As we work out our plan, I recognize a parenting paradox with which I am quite familiar. We want those in our care to have the challenge and exposure they need to test their mettle, grow strong, and unfold what they have to give. But we also want to protect them from storms that might prove too overwhelming, with the opposite effects. In search of that perfect balance, we take the best information we have, and then guess and check. We make it up and feel our way through. Fingers crossed.
Jordan and I have worked out a different scenario for the baby bulls. Of course, the bulls came with their very own calf blankets (see New Arrivals!), but that was four weeks ago. They have grown; the bulls are bursting their buckles. Besides, Jordan wants his oxen-to-be to emit thick and winter-proof coats. He doesn’t want to coddle them with blankets.
I have some doubts. “Aren’t they too young to face that cold all by themselves?” Jordan doesn’t think so. He tells me a story.
“Mom, every morning when I bring them milk, they are eager and energetic, raring to go and not shivering at all.” I am moved a bit.
“But tonight will be very, very cold,” I offer.
“Well,” he explains, “they need each other! Mom, when I put on their blankets the other night, Bright got out of his; but Blaze was still in his blanket and Bright couldn’t curl up with him. So Bright was cold. If the calves have their blankets on, they can’t keep each other warm!”

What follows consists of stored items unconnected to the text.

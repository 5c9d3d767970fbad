use actix_web::{web, HttpResponse, Responder};

use crate::core::ScoreEntry;
use crate::models::{
    CategoriesResponse, HealthResponse, ScoreListQuery, ScoreListResponse, ScoreMetadataResponse,
    ValidateScoreResponse,
};
use crate::routes::scores::score_not_found;
use crate::routes::AppState;

/// Health check endpoint
pub(crate) async fn health_check(state: web::Data<AppState>) -> impl Responder {
    let scores_loaded = state.registry.len();
    let status = if scores_loaded > 0 { "healthy" } else { "degraded" };

    HttpResponse::Ok().json(HealthResponse {
        status: status.to_string(),
        message: format!("{} score calculators loaded", scores_loaded),
        version: env!("CARGO_PKG_VERSION").to_string(),
        scores_loaded,
        timestamp: chrono::Utc::now(),
    })
}

fn matches_search(entry: &ScoreEntry, needle: &str) -> bool {
    let metadata = entry.metadata();
    entry.id().to_lowercase().contains(needle)
        || metadata.title.to_lowercase().contains(needle)
        || metadata.description.to_lowercase().contains(needle)
}

/// List scores
///
/// GET /api/scores?category=cardiology
/// GET /api/scores?search=sepsis
///
/// `search` takes precedence when both are given.
pub(crate) async fn list_scores(
    state: web::Data<AppState>,
    query: web::Query<ScoreListQuery>,
) -> impl Responder {
    let search = query.search.as_deref().map(str::to_lowercase);
    let category = query.category.as_deref().map(str::to_lowercase);

    let scores: Vec<_> = state
        .registry
        .entries()
        .filter(|entry| match (&search, &category) {
            (Some(needle), _) => matches_search(entry, needle),
            (None, Some(category)) => entry.metadata().category.eq_ignore_ascii_case(category),
            (None, None) => true,
        })
        .map(|entry| entry.metadata().info(entry.id()))
        .collect();

    tracing::debug!("Listing {} scores (category={:?}, search={:?})", scores.len(), category, search);

    HttpResponse::Ok().json(ScoreListResponse { total: scores.len(), scores })
}

/// GET /api/scores/{score_id}
pub(crate) async fn get_score_metadata(
    state: web::Data<AppState>,
    path: web::Path<String>,
) -> HttpResponse {
    let score_id = path.into_inner();
    let Some(entry) = state.registry.get(&score_id) else {
        return score_not_found(&score_id);
    };

    let metadata = entry.metadata();
    HttpResponse::Ok().json(ScoreMetadataResponse {
        info: metadata.info(entry.id()),
        endpoint: entry.endpoint(),
        references: metadata.references.iter().map(|r| r.to_string()).collect(),
        example_request: entry.example().clone(),
    })
}

/// GET /api/scores/{score_id}/validate
pub(crate) async fn validate_score(
    state: web::Data<AppState>,
    path: web::Path<String>,
) -> HttpResponse {
    let score_id = path.into_inner();
    if !state.registry.contains(&score_id) {
        return score_not_found(&score_id);
    }

    HttpResponse::Ok().json(ValidateScoreResponse {
        score_id,
        score_exists: true,
        calculator_available: true,
        status: "ready".to_string(),
    })
}

/// GET /api/categories
pub(crate) async fn list_categories(state: web::Data<AppState>) -> impl Responder {
    let categories = state.registry.categories();
    HttpResponse::Ok().json(CategoriesResponse { total: categories.len(), categories })
}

He’s got me now. The calves will be warmer without their blankets. Brilliant, just brilliant. And just what I needed to hear. Why?
Jordan found it. A perfect solution to the paradox of parenting.
He found another logic. It is never just a choice between blankets or cold, protection or exposure. Risks are real. But in the face of undeniable risks, the greatest protection lies in the relationships we create to meet them. It all works when we respond to risks by creating the relationships that enable us to experience them as strengthening. The exposure makes growing the relationships necessary, desirable, and even possible. It is what we have been doing since moving here to the farm.
Jordan and I are no longer at odds over what will be best for the calves. We never were. We want the same thing: their health, his happiness. We now share a vision for how that can happen.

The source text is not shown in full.